▶ Exercise inputs:
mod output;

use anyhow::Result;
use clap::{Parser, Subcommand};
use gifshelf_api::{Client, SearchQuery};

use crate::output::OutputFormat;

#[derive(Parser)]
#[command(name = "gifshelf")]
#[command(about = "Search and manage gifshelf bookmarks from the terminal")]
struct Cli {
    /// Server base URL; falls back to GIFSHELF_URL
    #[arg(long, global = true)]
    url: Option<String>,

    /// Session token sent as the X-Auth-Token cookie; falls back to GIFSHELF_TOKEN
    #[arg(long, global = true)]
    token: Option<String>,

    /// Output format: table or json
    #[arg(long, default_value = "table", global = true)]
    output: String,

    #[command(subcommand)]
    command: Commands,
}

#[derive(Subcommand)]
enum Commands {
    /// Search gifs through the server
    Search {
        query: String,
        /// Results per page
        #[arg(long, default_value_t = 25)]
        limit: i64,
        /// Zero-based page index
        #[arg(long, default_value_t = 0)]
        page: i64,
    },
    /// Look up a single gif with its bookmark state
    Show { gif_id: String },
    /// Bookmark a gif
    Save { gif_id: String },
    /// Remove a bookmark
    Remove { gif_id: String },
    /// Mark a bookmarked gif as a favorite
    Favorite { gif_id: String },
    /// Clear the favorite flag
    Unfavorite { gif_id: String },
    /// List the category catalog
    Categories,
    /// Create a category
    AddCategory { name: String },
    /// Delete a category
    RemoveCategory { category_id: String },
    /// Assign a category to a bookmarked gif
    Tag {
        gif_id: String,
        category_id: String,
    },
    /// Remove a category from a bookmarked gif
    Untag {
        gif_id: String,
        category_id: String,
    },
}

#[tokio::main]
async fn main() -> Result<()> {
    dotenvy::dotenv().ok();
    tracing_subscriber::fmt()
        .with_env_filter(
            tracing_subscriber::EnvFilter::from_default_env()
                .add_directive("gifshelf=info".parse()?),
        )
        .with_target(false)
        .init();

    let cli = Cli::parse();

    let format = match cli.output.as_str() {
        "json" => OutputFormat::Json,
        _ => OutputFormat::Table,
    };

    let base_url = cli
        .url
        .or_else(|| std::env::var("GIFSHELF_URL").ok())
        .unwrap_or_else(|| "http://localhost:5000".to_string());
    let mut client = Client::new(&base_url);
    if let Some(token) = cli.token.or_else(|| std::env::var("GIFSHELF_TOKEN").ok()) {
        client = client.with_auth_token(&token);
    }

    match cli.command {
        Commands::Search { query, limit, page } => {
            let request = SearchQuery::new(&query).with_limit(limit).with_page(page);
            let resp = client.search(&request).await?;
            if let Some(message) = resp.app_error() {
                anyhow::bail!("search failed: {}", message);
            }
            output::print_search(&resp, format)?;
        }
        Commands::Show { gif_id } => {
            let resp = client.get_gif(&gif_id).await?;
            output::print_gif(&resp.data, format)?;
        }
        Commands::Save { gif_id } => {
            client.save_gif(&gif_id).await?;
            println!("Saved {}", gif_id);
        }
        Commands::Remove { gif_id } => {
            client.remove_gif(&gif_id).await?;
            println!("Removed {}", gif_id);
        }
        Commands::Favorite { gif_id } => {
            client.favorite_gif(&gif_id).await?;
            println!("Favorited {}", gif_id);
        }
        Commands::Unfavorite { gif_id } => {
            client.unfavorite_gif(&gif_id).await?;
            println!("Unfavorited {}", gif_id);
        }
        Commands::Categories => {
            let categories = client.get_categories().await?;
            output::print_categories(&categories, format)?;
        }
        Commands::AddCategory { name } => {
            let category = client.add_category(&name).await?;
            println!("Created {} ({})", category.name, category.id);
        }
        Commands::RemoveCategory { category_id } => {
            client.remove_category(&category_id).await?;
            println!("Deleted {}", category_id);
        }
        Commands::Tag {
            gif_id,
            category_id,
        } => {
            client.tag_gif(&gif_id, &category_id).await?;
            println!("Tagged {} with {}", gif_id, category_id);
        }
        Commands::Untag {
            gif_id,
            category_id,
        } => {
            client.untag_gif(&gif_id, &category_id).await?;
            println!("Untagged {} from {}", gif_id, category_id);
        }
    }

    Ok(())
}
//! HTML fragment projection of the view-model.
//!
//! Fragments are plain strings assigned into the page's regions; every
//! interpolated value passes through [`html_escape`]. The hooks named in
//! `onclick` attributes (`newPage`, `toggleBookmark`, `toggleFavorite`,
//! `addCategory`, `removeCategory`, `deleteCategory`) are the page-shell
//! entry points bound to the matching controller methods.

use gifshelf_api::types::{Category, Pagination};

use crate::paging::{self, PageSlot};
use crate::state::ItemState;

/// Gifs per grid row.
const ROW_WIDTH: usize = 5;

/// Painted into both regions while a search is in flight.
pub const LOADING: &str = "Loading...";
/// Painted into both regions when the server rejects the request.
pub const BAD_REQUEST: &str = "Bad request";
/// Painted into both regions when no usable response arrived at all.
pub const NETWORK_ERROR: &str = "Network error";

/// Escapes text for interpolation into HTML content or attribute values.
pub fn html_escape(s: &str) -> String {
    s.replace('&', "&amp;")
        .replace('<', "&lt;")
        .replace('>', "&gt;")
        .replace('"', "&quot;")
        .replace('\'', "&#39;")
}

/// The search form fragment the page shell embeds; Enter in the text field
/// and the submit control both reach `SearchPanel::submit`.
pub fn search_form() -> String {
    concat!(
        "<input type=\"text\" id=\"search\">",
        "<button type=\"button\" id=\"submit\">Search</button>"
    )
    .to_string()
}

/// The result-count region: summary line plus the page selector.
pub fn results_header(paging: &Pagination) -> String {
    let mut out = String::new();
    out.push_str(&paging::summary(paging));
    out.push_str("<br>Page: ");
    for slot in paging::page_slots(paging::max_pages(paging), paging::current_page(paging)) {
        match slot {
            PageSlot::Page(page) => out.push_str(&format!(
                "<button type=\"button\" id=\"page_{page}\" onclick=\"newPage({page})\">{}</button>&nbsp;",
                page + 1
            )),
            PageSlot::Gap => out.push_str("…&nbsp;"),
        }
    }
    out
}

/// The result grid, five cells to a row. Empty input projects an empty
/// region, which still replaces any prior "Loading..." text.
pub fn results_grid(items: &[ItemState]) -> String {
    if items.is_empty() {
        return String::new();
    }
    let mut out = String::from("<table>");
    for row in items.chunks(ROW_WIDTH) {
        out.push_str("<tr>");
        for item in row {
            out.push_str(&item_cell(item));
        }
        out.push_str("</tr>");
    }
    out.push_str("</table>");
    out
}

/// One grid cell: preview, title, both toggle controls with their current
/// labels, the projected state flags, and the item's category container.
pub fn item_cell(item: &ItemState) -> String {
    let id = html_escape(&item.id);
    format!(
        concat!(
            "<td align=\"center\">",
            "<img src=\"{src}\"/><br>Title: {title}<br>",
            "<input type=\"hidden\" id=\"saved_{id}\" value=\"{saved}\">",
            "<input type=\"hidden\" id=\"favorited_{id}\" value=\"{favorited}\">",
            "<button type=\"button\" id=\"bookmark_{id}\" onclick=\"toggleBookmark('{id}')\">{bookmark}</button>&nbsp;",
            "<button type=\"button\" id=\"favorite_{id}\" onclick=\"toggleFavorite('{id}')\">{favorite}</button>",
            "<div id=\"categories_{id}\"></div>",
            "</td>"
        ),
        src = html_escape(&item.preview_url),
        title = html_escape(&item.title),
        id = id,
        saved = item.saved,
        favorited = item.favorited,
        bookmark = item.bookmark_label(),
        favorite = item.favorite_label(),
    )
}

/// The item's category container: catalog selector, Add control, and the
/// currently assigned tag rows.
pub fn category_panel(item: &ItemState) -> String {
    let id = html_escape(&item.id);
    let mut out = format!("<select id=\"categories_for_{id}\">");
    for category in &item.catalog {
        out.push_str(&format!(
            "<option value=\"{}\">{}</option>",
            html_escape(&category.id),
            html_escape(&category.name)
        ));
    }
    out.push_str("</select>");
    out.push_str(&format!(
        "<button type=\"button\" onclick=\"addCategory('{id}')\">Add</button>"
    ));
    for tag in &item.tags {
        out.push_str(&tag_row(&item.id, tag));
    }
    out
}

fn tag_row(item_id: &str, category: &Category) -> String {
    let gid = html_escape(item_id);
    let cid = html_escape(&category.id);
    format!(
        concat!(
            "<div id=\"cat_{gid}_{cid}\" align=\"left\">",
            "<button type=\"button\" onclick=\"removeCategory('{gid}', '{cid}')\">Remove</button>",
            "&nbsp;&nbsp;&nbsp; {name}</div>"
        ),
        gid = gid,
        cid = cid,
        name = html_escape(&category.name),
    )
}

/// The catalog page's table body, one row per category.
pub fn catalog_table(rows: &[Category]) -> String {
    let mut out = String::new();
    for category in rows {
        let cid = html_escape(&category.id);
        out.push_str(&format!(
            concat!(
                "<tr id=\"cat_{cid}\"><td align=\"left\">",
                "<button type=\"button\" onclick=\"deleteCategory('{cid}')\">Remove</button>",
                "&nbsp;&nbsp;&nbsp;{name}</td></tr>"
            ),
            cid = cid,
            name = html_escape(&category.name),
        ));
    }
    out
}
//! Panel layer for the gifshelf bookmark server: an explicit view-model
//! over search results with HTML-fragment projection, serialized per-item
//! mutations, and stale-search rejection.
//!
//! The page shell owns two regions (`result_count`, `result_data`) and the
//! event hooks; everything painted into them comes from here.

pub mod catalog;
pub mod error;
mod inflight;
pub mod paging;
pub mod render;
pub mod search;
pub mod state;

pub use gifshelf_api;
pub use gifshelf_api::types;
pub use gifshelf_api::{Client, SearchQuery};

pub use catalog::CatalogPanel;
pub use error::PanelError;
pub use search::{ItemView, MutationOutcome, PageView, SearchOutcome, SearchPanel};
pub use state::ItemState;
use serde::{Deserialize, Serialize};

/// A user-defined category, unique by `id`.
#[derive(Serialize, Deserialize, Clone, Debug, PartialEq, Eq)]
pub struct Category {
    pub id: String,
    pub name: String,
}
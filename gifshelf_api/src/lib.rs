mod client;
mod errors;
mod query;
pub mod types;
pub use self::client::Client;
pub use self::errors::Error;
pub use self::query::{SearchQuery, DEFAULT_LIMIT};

▶ What you are asked to do:
Figure out how many lines above include the string "model", then report that number and nothing else.

▶ Result of this exercise:
2